Rebuilding Self-Trust Through Inner Child Work

Slowly, one breadcrumb at a time, I started following her. That younger version of me. I stopped trying to silence her and started asking what she needed.

She did not need perfection. She did not need me to perform harder. She needed emotional connection. She needed someone to notice. She needed someone to say, “You are not the problem.”

You are not betraying your parents by examining your childhood. You are not disloyal for acknowledging what was missing. You are doing honest self-inventory. You are looking at the wiring that shaped you.

That is brave. That is not cruel.

And that is how you rebuild self-trust. Not by forcing yourself to “be strong,” but by meeting the parts of you that were never protected and finally protecting them.

 

A Simple Inner Child Healing Practice

If you want to start healing your inner child after emotional abuse, let’s keep it simple and somatic. This is not just mindset work. Trauma lives in the body.

Find a quiet moment. Place a hand on your chest or your belly. Breathe slowly. In for four, out for four. Let your body settle. Then imagine the version of you who needed the most love.

Maybe she is six, hiding while adults scream.
Maybe she is 13, trying to be invisible.
Maybe she is you last year, holding it together while quietly falling apart.

Do not fix her. Do not rewrite the past. Just ask gently, “What did you need to know was true, even if nobody said it out loud?”

Let whatever comes up land. Wrap your breath around it. Let your body register it. For me, it was this: I needed to know that someone saw me. That I mattered. That I was not invisible.

This is how healing begins. One felt truth at a time.

 

You Are Not Broken. You Are Beginning.

Inner child healing is not fluffy. It is radical. It is how you stop repeating abusive patterns. It is how you stop abandoning yourself.
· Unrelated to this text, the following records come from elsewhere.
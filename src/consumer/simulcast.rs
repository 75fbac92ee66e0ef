use std::time::Instant;

use crate::producer::Producer;
use crate::rtp::{RtpPacket, Ssrc};

use super::{ConsumerEvent, ConsumerOptions, ConsumerShared};

/// Forwards one of several producer encodings, switching layers on
/// keyframes and congestion feedback.
#[derive(Debug)]
pub struct SimulcastConsumer {
    pub(crate) shared: ConsumerShared,
    /// Producer mapped SSRCs, low to high spatial layer.
    layers: Vec<Ssrc>,
    /// Forwarded layer. None until the first packet flows.
    current: Option<usize>,
    /// Layer we want to forward.
    target: usize,
    /// Upper bound requested by the subscriber.
    preferred: usize,
    /// The next packet of the target layer re-anchors seq/ts.
    pending_sync: bool,
}

impl SimulcastConsumer {
    pub(crate) fn new(id: &str, options: ConsumerOptions) -> SimulcastConsumer {
        let layers = options.producer_ssrcs.clone();
        assert!(!layers.is_empty());

        let preferred = options
            .preferred_layer
            .map(|p| (p as usize).min(layers.len() - 1))
            .unwrap_or(layers.len() - 1);

        SimulcastConsumer {
            shared: ConsumerShared::new(id, &options),
            layers,
            current: None,
            // Starting low lets media flow before any estimate exists.
            target: 0,
            preferred,
            pending_sync: false,
        }
    }

    /// Currently forwarded spatial layer.
    pub fn current_layer(&self) -> Option<u8> {
        self.current.map(|c| c as u8)
    }

    /// The targeted spatial layer.
    pub fn target_layer(&self) -> u8 {
        self.target as u8
    }

    pub(crate) fn set_preferred_layer(&mut self, spatial: u8) {
        self.preferred = (spatial as usize).min(self.layers.len() - 1);
        // The preference caps the target immediately.
        if self.target > self.preferred {
            self.switch_target(self.preferred);
        }
    }

    /// The mapped SSRC upstream keyframe requests should address: the
    /// target layer when switching, else the current one.
    pub(crate) fn keyframe_request_target(&self) -> Option<Ssrc> {
        let idx = if self.current != Some(self.target) {
            self.target
        } else {
            self.current?
        };
        self.layers.get(idx).copied()
    }

    pub(crate) fn send_rtp(
        &mut self,
        now: Instant,
        packet: &RtpPacket,
        encoding_idx: usize,
        is_keyframe: bool,
    ) -> Option<RtpPacket> {
        // Switch on target-layer packets: bootstrap (nothing forwarded
        // yet) takes any packet, moving between layers needs a keyframe.
        let on_target = encoding_idx == self.target && self.current != Some(self.target);
        if on_target && (self.current.is_none() || is_keyframe) {
            self.current = Some(self.target);
            self.pending_sync = true;
            self.shared
                .push_event(ConsumerEvent::LayersChanged(self.target as u8));
        }

        if self.current != Some(encoding_idx) {
            return None;
        }

        if self.pending_sync {
            self.shared
                .resync(now, packet.sequence_number(), packet.timestamp());
            self.pending_sync = false;
        }

        self.shared.rewrite(now, packet)
    }

    /// Re-select the target layer for an available bitrate.
    ///
    /// Returns the mapped SSRC a keyframe is needed for when moving up.
    pub(crate) fn need_bitrate_change(
        &mut self,
        available_bps: u32,
        layer_bitrates: &[u32],
    ) -> Option<Ssrc> {
        // Highest affordable layer within the preference.
        let mut selected = 0usize;
        for (idx, rate) in layer_bitrates.iter().enumerate().take(self.preferred + 1) {
            if *rate == 0 {
                continue;
            }
            if *rate <= available_bps {
                selected = idx;
            }
        }

        if selected == self.target {
            return None;
        }

        let moving_up = selected > self.current.unwrap_or(0);
        self.switch_target(selected);

        if moving_up {
            // Upward switches wait for a keyframe on the new layer.
            self.layers.get(selected).copied()
        } else {
            None
        }
    }

    fn switch_target(&mut self, target: usize) {
        self.target = target;

        // Downward switches take effect immediately.
        if let Some(current) = self.current {
            if target < current {
                self.current = Some(target);
                self.pending_sync = true;
                self.shared
                    .push_event(ConsumerEvent::LayersChanged(target as u8));
            }
        }
    }

    pub(crate) fn score(&self, producer: &Producer) -> u8 {
        match self.current {
            Some(layer) => producer.encoding_score(layer),
            None => 0,
        }
    }
}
It is how you become unfuckwithable.

You do not have to shame yourself into change. You do not have to bulldoze your way into strength. You start by reconnecting with the part of you that was never truly broken, just unprotected.

You already have everything within you. I am just here to remind you.

Take up space. Speak your truth. And yes, sometimes tell more people to fuck off.

That is where healing really begins.